### EXERCISE AIM:
Wherever a line in the data below holds "RoutePlugin", copy that line.

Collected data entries
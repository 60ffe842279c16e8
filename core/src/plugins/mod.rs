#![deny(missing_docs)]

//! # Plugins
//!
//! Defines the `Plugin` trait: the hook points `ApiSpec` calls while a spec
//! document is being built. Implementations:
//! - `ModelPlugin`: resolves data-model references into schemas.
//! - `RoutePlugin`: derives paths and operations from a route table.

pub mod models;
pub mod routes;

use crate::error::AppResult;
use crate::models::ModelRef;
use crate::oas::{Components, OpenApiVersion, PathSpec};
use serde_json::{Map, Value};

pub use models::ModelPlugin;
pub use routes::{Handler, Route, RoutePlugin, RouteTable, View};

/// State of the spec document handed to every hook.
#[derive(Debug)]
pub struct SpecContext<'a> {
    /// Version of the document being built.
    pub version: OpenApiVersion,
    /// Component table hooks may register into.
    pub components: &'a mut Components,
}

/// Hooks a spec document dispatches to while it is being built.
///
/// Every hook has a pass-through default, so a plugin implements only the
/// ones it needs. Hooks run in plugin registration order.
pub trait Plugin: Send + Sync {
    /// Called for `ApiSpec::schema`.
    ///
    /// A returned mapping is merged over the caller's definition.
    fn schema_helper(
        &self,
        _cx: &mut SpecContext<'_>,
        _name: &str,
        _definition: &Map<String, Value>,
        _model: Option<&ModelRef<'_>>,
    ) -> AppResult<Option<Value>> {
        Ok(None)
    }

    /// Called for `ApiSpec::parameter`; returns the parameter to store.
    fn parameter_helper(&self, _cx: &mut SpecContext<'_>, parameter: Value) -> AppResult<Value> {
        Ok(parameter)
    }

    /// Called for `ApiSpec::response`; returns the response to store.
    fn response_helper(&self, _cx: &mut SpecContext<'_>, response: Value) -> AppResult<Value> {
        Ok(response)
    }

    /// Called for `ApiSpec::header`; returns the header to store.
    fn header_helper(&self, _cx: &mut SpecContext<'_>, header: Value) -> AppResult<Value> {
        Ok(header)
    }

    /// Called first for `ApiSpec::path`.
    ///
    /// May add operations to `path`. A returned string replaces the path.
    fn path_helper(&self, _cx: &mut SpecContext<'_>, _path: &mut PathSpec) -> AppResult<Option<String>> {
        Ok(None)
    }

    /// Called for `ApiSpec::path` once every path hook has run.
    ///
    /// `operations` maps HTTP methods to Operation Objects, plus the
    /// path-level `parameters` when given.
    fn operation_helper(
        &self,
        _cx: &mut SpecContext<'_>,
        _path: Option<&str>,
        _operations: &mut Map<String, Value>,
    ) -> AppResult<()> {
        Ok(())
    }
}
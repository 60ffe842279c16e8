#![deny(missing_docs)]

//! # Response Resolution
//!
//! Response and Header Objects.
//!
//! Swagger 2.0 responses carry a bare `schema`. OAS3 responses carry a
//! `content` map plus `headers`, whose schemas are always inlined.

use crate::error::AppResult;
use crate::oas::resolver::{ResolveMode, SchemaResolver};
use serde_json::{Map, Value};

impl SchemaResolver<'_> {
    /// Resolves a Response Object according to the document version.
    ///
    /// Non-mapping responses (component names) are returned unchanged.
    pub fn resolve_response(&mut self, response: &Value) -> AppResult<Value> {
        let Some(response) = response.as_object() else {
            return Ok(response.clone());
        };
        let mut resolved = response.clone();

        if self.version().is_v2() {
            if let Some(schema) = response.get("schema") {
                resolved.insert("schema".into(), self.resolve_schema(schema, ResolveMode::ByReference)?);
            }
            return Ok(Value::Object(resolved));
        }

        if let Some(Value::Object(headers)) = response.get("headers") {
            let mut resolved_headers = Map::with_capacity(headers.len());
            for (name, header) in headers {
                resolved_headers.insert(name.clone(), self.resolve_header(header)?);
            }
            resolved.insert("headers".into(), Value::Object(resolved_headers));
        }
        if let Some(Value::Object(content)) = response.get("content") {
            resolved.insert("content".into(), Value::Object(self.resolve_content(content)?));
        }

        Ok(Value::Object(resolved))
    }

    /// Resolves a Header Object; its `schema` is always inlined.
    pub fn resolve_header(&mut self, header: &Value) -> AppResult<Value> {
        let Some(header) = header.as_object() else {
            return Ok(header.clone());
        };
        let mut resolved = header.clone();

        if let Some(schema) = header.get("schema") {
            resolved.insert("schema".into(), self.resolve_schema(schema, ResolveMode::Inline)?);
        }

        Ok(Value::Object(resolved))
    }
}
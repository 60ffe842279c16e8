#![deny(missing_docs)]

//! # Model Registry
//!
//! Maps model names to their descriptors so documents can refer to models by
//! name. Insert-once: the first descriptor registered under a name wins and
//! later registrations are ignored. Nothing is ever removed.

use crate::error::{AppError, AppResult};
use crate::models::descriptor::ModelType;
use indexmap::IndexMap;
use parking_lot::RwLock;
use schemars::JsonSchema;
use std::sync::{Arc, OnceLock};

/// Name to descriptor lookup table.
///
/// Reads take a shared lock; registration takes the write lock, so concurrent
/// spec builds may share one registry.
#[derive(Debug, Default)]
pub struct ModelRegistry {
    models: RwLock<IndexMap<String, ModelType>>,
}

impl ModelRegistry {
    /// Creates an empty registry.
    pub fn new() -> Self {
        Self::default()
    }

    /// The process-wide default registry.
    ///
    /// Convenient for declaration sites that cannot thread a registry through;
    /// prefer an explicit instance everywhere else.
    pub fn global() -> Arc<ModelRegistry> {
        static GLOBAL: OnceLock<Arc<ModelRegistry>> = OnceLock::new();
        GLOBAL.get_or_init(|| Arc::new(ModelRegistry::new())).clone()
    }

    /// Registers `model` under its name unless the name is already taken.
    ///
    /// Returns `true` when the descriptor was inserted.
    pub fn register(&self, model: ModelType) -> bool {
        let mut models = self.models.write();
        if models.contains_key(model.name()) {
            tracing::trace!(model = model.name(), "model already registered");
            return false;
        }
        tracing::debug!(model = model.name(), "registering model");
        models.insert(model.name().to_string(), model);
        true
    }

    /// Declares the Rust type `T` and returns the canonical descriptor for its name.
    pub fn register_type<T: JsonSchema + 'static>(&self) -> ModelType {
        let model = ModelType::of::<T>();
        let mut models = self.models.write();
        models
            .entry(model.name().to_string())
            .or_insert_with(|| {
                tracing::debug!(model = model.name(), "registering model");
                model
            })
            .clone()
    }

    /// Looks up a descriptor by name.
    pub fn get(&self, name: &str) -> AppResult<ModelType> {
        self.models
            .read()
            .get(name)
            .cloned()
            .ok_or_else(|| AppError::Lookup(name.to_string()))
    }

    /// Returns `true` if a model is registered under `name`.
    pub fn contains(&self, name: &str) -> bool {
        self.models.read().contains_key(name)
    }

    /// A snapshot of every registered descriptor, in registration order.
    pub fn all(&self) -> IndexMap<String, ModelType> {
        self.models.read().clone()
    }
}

### SOLVED PROBLEM:
//! - `RoutePlugin`: derives paths and operations from a route table.
pub use routes::{Handler, Route, RoutePlugin, RouteTable, View};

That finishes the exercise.